- **YOUR OBJECTIVE**:
Every line from the one containing "not be satisfied." to the one containing "family not supported." in the records below, both included, must be set down exactly, and no other line.

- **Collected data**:
---*---
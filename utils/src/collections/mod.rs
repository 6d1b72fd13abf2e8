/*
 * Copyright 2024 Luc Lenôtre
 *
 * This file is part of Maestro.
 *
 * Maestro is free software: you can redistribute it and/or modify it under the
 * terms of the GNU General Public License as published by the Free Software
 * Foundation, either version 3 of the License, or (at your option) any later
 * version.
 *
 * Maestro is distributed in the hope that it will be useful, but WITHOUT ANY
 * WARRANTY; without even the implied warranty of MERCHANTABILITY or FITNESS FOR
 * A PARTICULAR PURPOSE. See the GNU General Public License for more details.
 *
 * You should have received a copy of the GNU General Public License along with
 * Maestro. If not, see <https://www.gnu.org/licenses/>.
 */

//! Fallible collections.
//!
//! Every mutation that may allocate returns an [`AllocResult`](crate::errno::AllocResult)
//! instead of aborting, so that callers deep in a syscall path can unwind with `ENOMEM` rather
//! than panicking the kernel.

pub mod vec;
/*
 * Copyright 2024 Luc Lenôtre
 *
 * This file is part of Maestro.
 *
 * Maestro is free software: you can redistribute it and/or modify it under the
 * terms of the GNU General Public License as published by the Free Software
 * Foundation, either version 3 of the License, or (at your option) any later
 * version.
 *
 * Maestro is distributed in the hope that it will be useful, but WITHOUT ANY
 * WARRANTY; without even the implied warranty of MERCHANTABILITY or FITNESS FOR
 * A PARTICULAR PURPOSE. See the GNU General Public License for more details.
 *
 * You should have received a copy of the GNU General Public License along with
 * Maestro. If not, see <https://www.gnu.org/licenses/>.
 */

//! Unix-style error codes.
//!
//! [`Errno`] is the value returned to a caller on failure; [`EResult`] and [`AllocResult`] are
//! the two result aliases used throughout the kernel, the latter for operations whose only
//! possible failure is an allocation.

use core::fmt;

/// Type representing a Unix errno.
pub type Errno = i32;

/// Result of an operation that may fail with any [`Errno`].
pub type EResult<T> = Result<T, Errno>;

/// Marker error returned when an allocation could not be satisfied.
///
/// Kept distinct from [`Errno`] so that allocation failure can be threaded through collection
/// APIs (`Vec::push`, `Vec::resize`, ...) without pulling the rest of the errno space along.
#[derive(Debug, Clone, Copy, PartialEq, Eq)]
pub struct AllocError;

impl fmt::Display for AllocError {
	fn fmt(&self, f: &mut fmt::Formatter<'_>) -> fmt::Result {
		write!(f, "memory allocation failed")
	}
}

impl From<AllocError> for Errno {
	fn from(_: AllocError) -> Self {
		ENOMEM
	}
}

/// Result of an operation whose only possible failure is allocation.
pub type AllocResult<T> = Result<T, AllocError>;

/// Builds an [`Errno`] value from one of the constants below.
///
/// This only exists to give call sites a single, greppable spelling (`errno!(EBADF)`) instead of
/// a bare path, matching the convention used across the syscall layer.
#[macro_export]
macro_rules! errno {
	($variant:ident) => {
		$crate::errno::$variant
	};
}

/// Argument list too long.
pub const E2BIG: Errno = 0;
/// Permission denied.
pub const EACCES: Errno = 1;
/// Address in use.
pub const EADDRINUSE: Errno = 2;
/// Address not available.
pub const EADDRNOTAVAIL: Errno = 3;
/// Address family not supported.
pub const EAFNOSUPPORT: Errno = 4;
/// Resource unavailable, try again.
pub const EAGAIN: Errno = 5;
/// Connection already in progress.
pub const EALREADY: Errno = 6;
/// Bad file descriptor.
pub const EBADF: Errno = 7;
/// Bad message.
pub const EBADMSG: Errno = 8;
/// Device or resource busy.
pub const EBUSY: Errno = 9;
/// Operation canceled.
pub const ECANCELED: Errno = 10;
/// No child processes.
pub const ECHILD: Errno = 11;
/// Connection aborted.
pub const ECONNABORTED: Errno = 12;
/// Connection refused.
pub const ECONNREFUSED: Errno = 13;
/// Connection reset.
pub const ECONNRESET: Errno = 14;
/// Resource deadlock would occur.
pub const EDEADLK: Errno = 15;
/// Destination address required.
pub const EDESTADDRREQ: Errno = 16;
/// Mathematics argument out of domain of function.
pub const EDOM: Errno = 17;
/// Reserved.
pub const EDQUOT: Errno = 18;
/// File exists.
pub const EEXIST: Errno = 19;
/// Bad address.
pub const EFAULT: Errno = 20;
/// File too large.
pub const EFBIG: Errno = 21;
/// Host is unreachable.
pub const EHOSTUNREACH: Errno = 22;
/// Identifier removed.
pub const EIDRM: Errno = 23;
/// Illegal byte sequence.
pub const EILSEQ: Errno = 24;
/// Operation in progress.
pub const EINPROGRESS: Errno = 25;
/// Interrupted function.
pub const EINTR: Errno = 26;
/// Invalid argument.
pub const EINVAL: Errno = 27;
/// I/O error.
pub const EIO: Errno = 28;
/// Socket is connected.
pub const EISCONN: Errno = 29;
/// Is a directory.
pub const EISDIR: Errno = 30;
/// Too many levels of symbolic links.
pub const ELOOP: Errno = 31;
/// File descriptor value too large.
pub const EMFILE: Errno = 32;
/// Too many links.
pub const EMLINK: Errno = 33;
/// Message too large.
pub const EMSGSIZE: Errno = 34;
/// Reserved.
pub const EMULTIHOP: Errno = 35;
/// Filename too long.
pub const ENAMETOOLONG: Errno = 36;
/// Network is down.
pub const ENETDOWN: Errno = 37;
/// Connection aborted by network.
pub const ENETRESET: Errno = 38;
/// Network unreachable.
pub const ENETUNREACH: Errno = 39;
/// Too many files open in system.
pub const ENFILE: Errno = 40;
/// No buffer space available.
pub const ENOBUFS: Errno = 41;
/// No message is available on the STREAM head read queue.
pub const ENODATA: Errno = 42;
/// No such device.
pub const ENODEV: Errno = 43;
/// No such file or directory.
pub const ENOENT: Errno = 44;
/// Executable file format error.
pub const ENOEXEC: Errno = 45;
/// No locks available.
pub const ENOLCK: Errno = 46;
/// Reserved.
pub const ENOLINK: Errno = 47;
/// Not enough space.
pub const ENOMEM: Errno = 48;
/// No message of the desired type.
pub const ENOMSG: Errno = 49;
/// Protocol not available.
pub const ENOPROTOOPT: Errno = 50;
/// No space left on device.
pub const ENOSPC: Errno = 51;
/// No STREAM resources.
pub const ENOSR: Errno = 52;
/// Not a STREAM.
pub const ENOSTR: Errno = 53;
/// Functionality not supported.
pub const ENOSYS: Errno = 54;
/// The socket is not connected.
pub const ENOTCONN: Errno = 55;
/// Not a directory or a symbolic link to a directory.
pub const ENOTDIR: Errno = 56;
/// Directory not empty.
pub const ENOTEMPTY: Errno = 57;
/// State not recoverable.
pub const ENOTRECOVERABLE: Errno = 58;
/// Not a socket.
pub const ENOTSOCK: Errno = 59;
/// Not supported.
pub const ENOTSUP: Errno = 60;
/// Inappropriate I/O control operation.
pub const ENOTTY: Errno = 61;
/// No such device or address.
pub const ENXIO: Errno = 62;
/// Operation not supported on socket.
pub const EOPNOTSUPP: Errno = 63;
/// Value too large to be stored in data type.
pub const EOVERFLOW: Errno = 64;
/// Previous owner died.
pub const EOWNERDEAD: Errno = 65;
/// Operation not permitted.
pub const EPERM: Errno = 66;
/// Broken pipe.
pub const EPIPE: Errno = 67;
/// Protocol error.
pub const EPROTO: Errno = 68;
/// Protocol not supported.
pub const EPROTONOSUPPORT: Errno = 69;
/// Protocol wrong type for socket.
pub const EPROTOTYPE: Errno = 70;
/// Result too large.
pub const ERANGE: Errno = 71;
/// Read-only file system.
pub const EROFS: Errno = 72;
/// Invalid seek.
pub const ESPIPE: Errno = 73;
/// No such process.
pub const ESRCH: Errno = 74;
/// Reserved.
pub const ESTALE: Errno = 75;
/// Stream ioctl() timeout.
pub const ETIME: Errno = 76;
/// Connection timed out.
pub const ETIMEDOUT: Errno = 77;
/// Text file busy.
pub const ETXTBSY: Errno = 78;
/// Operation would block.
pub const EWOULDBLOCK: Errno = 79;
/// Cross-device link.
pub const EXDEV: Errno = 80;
---*---
- **COMPLETED TASK**:
/// Marker error returned when an allocation could not be satisfied.
///
/// Kept distinct from [`Errno`] so that allocation failure can be threaded through collection
/// APIs (`Vec::push`, `Vec::resize`, ...) without pulling the rest of the errno space along.
#[derive(Debug, Clone, Copy, PartialEq, Eq)]
pub struct AllocError;

impl fmt::Display for AllocError {
	fn fmt(&self, f: &mut fmt::Formatter<'_>) -> fmt::Result {
		write!(f, "memory allocation failed")
	}
}

impl From<AllocError> for Errno {
	fn from(_: AllocError) -> Self {
		ENOMEM
	}
}

/// Result of an operation whose only possible failure is allocation.
pub type AllocResult<T> = Result<T, AllocError>;

/// Builds an [`Errno`] value from one of the constants below.
///
/// This only exists to give call sites a single, greppable spelling (`errno!(EBADF)`) instead of
/// a bare path, matching the convention used across the syscall layer.
#[macro_export]
macro_rules! errno {
	($variant:ident) => {
		$crate::errno::$variant
	};
}

/// Argument list too long.
pub const E2BIG: Errno = 0;
/// Permission denied.
pub const EACCES: Errno = 1;
/// Address in use.
pub const EADDRINUSE: Errno = 2;
/// Address not available.
pub const EADDRNOTAVAIL: Errno = 3;
/// Address family not supported.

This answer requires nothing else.